◆ **WHAT NEEDS TO BE DONE**
Look through the data below. Collect every line where the word "activities" occurs.

THE DATA below:

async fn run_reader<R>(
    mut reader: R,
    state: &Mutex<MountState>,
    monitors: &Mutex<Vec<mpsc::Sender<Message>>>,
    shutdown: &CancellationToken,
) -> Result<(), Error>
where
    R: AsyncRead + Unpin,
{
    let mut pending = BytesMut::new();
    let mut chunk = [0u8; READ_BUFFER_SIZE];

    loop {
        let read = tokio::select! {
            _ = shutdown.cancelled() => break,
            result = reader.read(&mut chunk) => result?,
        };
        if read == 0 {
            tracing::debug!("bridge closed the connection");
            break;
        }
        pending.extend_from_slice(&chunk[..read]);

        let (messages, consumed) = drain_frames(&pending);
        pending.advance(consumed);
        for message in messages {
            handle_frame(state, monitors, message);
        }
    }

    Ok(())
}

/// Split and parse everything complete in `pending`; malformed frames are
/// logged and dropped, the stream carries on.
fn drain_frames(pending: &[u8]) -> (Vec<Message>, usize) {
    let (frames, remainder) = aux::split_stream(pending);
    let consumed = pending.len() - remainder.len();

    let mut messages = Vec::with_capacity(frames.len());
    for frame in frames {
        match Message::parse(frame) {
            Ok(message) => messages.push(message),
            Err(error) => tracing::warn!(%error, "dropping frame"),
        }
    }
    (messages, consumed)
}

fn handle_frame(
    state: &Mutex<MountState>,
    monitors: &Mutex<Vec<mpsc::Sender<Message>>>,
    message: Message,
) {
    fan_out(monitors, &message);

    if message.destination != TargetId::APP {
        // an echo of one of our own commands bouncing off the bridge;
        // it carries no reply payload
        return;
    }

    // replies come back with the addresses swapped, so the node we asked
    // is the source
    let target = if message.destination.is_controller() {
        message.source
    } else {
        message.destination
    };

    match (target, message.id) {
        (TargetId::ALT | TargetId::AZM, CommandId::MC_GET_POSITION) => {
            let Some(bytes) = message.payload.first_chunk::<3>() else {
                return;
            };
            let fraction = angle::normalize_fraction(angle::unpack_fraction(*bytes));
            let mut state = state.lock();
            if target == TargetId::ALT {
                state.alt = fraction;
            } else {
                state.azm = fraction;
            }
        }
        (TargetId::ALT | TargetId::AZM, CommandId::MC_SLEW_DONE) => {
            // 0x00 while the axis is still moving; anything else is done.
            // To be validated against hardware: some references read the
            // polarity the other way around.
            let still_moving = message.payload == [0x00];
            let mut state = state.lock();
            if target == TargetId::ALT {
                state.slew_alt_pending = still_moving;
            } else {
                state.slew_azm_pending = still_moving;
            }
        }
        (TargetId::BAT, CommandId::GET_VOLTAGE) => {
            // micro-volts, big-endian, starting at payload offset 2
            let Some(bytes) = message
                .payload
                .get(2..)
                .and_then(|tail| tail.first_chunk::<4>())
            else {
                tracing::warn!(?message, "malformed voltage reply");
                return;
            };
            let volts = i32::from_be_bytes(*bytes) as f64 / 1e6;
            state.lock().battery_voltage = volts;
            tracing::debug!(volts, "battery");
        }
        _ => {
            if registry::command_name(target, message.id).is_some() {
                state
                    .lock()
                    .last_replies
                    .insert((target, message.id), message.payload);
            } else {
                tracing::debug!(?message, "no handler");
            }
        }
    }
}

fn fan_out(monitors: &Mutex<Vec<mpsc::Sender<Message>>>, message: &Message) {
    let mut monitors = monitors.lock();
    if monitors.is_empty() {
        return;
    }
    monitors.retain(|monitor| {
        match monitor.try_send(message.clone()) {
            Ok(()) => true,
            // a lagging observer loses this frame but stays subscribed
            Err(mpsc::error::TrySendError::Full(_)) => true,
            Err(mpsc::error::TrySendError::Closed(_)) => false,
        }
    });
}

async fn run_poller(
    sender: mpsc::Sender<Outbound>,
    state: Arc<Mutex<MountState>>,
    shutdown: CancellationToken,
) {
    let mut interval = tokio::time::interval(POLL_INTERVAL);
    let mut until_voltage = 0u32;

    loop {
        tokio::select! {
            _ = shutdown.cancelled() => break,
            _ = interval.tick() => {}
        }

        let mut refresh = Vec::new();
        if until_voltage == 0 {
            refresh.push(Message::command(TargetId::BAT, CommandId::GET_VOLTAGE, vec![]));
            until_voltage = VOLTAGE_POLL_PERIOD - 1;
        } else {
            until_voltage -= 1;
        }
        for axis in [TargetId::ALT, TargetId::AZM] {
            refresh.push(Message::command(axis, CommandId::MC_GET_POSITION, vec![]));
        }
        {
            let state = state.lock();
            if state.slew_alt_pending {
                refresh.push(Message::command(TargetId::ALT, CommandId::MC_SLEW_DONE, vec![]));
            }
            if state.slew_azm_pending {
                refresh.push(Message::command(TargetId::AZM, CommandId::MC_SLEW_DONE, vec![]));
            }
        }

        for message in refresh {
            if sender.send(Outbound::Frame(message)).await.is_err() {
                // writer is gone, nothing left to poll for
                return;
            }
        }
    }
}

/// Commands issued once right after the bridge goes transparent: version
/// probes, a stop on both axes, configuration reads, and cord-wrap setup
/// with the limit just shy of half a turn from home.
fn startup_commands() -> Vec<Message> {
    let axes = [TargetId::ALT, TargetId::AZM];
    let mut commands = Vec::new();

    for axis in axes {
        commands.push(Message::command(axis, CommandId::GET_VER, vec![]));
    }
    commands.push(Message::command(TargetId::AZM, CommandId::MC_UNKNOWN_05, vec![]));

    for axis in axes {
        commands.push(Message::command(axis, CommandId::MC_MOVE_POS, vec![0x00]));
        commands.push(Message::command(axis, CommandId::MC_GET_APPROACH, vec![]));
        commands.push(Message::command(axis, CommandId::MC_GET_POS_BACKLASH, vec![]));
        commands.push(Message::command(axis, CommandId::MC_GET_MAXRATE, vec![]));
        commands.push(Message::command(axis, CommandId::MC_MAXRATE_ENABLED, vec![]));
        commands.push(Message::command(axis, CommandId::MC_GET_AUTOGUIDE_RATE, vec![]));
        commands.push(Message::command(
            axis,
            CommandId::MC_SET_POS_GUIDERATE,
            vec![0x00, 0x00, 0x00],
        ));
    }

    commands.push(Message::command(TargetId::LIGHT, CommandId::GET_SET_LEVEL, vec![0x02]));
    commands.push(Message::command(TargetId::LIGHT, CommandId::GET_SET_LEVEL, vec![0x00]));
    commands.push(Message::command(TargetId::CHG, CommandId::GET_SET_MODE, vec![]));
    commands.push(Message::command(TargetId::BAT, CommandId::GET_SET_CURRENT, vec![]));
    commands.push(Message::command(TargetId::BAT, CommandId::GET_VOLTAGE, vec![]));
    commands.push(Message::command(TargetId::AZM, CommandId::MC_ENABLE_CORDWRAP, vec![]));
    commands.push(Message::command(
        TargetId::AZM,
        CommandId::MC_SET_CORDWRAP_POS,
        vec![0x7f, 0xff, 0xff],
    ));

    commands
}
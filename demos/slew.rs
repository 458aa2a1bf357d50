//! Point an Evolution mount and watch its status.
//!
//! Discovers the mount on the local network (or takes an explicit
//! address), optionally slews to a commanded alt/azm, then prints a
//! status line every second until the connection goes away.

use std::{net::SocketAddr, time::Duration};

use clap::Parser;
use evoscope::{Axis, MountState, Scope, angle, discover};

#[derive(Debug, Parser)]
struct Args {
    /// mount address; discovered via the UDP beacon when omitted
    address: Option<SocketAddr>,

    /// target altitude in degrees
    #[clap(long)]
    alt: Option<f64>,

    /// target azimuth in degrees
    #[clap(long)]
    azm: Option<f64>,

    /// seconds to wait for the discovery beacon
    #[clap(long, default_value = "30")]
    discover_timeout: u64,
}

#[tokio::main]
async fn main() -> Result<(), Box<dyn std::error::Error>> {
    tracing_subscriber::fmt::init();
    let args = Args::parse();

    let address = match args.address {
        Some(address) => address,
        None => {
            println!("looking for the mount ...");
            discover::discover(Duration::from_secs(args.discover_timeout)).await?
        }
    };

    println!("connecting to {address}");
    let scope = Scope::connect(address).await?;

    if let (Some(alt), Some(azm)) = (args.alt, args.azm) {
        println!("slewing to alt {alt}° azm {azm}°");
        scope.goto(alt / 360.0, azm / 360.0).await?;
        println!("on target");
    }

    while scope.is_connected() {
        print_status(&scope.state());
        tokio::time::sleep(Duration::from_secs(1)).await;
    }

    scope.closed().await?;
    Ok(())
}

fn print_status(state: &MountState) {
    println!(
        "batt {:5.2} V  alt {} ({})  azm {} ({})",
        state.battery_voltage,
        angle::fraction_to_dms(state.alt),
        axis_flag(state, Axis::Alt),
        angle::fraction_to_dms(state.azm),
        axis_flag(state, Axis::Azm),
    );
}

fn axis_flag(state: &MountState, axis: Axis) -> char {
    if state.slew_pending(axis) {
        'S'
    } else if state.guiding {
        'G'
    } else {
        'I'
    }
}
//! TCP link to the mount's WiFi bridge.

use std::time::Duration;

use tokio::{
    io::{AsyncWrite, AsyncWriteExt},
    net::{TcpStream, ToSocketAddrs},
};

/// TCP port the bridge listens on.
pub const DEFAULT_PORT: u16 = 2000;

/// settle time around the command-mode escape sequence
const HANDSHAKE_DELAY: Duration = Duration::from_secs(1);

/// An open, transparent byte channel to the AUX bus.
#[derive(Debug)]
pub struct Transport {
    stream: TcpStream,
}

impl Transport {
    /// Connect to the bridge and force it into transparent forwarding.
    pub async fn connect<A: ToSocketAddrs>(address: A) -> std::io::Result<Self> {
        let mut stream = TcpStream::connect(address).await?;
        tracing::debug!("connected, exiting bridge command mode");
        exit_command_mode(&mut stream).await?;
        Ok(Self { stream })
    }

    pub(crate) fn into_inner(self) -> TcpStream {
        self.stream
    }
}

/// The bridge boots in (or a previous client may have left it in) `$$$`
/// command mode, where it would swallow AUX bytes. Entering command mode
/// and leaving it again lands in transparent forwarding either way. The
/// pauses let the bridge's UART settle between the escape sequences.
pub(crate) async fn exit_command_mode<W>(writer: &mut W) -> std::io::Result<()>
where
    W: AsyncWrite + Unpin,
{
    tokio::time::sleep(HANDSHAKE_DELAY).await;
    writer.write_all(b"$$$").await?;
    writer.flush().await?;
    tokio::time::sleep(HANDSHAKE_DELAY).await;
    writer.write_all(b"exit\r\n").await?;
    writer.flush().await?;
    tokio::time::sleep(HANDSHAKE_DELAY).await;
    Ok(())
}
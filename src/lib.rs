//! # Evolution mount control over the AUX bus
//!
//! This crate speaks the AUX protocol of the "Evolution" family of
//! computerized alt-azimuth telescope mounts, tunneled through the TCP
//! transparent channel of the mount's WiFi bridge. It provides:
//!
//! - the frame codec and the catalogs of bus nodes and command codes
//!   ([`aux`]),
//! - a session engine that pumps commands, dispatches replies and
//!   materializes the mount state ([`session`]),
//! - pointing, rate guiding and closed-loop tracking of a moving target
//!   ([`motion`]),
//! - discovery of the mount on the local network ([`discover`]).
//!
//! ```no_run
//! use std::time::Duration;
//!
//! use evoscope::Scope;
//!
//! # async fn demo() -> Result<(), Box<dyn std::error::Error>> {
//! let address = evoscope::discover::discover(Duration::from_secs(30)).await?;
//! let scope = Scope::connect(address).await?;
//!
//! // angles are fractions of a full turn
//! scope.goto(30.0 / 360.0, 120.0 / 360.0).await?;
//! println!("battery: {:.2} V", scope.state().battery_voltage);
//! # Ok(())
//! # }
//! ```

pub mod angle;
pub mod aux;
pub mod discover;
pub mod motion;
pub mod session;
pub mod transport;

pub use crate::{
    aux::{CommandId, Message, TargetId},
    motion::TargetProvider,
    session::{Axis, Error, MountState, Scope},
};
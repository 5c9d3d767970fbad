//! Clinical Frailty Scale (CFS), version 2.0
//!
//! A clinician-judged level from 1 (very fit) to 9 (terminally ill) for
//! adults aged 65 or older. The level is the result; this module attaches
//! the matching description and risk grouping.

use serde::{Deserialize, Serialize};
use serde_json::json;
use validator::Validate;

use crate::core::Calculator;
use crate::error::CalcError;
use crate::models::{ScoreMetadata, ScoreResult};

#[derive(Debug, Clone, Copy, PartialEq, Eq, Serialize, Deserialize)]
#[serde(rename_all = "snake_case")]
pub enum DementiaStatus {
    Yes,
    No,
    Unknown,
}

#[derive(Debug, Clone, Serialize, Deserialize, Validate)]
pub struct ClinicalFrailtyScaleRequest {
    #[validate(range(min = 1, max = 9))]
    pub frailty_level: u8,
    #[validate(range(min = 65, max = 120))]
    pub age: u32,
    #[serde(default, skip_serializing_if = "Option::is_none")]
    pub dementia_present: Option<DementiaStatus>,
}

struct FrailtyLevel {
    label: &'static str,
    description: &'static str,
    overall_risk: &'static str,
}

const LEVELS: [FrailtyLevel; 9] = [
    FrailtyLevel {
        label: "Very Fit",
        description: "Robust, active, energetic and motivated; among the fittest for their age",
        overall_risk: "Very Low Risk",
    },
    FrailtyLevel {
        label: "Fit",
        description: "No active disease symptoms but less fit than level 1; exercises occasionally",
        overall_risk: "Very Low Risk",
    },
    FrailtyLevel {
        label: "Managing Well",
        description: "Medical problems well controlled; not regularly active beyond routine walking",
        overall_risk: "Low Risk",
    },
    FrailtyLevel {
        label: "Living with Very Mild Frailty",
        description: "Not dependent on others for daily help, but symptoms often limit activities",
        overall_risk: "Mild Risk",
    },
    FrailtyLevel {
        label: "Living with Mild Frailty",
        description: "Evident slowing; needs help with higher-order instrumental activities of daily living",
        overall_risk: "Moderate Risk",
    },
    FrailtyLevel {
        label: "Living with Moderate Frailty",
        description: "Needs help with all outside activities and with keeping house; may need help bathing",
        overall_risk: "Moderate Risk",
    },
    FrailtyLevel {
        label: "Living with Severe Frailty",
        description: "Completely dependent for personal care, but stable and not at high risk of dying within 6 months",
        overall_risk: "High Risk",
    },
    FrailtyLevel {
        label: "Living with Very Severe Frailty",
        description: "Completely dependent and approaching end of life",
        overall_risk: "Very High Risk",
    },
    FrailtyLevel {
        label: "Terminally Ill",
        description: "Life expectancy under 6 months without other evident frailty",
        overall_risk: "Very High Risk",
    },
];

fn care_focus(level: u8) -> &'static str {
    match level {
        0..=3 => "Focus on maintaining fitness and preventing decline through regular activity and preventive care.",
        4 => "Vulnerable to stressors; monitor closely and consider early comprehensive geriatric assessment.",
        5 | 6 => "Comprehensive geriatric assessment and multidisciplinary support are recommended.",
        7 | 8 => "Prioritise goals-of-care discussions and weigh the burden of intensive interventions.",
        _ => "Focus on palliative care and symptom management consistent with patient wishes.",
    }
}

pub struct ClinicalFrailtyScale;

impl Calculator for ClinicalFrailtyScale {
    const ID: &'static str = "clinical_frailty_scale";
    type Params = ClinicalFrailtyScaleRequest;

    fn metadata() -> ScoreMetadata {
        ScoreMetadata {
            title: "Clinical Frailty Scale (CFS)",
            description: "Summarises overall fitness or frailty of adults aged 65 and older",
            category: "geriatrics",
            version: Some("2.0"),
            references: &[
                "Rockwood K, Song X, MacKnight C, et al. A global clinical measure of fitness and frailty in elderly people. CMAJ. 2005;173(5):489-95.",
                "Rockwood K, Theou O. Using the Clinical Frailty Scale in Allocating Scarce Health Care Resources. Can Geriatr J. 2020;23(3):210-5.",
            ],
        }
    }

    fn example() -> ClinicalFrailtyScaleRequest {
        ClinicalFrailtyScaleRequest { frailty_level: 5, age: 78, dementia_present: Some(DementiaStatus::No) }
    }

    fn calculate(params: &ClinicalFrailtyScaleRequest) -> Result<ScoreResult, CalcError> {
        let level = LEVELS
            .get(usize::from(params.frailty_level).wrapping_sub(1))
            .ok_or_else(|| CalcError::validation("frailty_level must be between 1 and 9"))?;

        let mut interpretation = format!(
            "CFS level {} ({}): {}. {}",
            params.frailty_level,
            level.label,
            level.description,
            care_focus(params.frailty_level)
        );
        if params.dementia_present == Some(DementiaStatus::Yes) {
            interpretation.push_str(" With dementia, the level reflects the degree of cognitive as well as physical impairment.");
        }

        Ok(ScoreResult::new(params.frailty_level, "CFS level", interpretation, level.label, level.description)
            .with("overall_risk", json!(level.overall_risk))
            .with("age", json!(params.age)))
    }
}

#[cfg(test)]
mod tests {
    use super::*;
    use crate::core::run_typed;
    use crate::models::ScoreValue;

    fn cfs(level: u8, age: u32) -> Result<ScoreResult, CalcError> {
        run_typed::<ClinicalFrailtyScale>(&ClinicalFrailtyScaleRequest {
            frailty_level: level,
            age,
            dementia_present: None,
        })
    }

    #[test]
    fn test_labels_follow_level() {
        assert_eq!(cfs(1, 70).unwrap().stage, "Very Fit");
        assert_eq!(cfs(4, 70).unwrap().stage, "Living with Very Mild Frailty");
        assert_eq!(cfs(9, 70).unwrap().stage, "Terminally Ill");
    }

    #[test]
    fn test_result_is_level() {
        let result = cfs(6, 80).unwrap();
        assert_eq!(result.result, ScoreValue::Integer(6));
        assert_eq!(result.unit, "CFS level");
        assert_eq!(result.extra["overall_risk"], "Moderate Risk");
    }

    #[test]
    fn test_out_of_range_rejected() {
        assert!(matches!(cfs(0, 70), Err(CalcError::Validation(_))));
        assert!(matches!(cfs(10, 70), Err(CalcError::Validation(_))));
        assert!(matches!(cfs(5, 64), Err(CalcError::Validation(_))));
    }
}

End of THE DATA.

◆ **RESPONSE TO THIS TASK**
        description: "Not dependent on others for daily help, but symptoms often limit activities",
        description: "Evident slowing; needs help with higher-order instrumental activities of daily living",
        description: "Needs help with all outside activities and with keeping house; may need help bathing",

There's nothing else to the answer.